(Stored data)
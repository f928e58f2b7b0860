//! Live text fields and the state that groups them.

use binexa_convert::{is_valid_numeral, parse_numeral};
use binexa_types::{Base, NumeralTriple};
use serde::{Deserialize, Serialize};

/// One live text field bound to a base.
#[derive(Clone, Debug, PartialEq, Eq, Serialize, Deserialize)]
pub struct NumeralField {
    base: Base,
    text: String,
}

impl NumeralField {
    /// Create an empty field for `base`.
    pub fn new(base: Base) -> Self {
        Self {
            base,
            text: String::new(),
        }
    }

    pub fn base(&self) -> Base {
        self.base
    }

    pub fn text(&self) -> &str {
        &self.text
    }

    pub fn is_empty(&self) -> bool {
        self.text.is_empty()
    }

    /// Whether the current text passes the validator for this field's base.
    pub fn is_valid(&self) -> bool {
        is_valid_numeral(&self.text, self.base)
    }

    pub(crate) fn set_text(&mut self, text: String) {
        self.text = text;
    }
}

/// The three fields plus the marker naming the authoritative one.
#[derive(Clone, Debug, PartialEq, Eq, Serialize, Deserialize)]
pub struct ConversionState {
    binary: NumeralField,
    decimal: NumeralField,
    hexadecimal: NumeralField,
    last_edited: Option<Base>,
}

impl Default for ConversionState {
    fn default() -> Self {
        Self {
            binary: NumeralField::new(Base::Binary),
            decimal: NumeralField::new(Base::Decimal),
            hexadecimal: NumeralField::new(Base::Hexadecimal),
            last_edited: None,
        }
    }
}

impl ConversionState {
    pub fn field(&self, base: Base) -> &NumeralField {
        match base {
            Base::Binary => &self.binary,
            Base::Decimal => &self.decimal,
            Base::Hexadecimal => &self.hexadecimal,
        }
    }

    pub(crate) fn field_mut(&mut self, base: Base) -> &mut NumeralField {
        match base {
            Base::Binary => &mut self.binary,
            Base::Decimal => &mut self.decimal,
            Base::Hexadecimal => &mut self.hexadecimal,
        }
    }

    /// The field whose text drives derivation, if any.
    pub fn last_edited(&self) -> Option<Base> {
        self.last_edited
    }

    pub(crate) fn set_last_edited(&mut self, base: Option<Base>) {
        self.last_edited = base;
    }

    /// Plain-text snapshot of all three fields.
    pub fn snapshot(&self) -> NumeralTriple {
        NumeralTriple::new(
            self.binary.text(),
            self.decimal.text(),
            self.hexadecimal.text(),
        )
    }

    /// Returns `true` if every field is empty.
    pub fn is_empty(&self) -> bool {
        Base::ALL.iter().all(|b| self.field(*b).is_empty())
    }

    /// Check the consistency invariant: either all fields are empty, or all
    /// three parse to the same value.
    pub fn is_consistent(&self) -> bool {
        if self.is_empty() {
            return true;
        }
        let values: Vec<Option<u64>> = Base::ALL
            .iter()
            .map(|b| parse_numeral(self.field(*b).text(), *b).ok())
            .collect();
        match values[0] {
            Some(v) => values.iter().all(|x| *x == Some(v)),
            None => false,
        }
    }
}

### PROBLEM DETAILS
Reproduce all the data precisely, word for word.

### EXERCISE SOLUTION
repository f928e58f2b7b0860
//! Live text fields and the state that groups them.

use binexa_convert::{is_valid_numeral, parse_numeral};
use binexa_types::{Base, NumeralTriple};
use serde::{Deserialize, Serialize};

/// One live text field bound to a base.
#[derive(Clone, Debug, PartialEq, Eq, Serialize, Deserialize)]
pub struct NumeralField {
    base: Base,
    text: String,
}

impl NumeralField {
    /// Create an empty field for `base`.
    pub fn new(base: Base) -> Self {
        Self {
            base,
            text: String::new(),
        }
    }

    pub fn base(&self) -> Base {
        self.base
    }

    pub fn text(&self) -> &str {
        &self.text
    }

    pub fn is_empty(&self) -> bool {
        self.text.is_empty()
    }

    /// Whether the current text passes the validator for this field's base.
    pub fn is_valid(&self) -> bool {
        is_valid_numeral(&self.text, self.base)
    }

    pub(crate) fn set_text(&mut self, text: String) {
        self.text = text;
    }
}

/// The three fields plus the marker naming the authoritative one.
#[derive(Clone, Debug, PartialEq, Eq, Serialize, Deserialize)]
pub struct ConversionState {
    binary: NumeralField,
    decimal: NumeralField,
    hexadecimal: NumeralField,
    last_edited: Option<Base>,
}

impl Default for ConversionState {
    fn default() -> Self {
        Self {
            binary: NumeralField::new(Base::Binary),
            decimal: NumeralField::new(Base::Decimal),
            hexadecimal: NumeralField::new(Base::Hexadecimal),
            last_edited: None,
        }
    }
}

impl ConversionState {
    pub fn field(&self, base: Base) -> &NumeralField {
        match base {
            Base::Binary => &self.binary,
            Base::Decimal => &self.decimal,
            Base::Hexadecimal => &self.hexadecimal,
        }
    }

    pub(crate) fn field_mut(&mut self, base: Base) -> &mut NumeralField {
        match base {
            Base::Binary => &mut self.binary,
            Base::Decimal => &mut self.decimal,
            Base::Hexadecimal => &mut self.hexadecimal,
        }
    }

    /// The field whose text drives derivation, if any.
    pub fn last_edited(&self) -> Option<Base> {
        self.last_edited
    }

    pub(crate) fn set_last_edited(&mut self, base: Option<Base>) {
        self.last_edited = base;
    }

    /// Plain-text snapshot of all three fields.
    pub fn snapshot(&self) -> NumeralTriple {
        NumeralTriple::new(
            self.binary.text(),
            self.decimal.text(),
            self.hexadecimal.text(),
        )
    }

    /// Returns `true` if every field is empty.
    pub fn is_empty(&self) -> bool {
        Base::ALL.iter().all(|b| self.field(*b).is_empty())
    }

    /// Check the consistency invariant: either all fields are empty, or all
    /// three parse to the same value.
    pub fn is_consistent(&self) -> bool {
        if self.is_empty() {
            return true;
        }
        let values: Vec<Option<u64>> = Base::ALL
            .iter()
            .map(|b| parse_numeral(self.field(*b).text(), *b).ok())
            .collect();
        match values[0] {
            Some(v) => values.iter().all(|x| *x == Some(v)),
            None => false,
        }
    }
}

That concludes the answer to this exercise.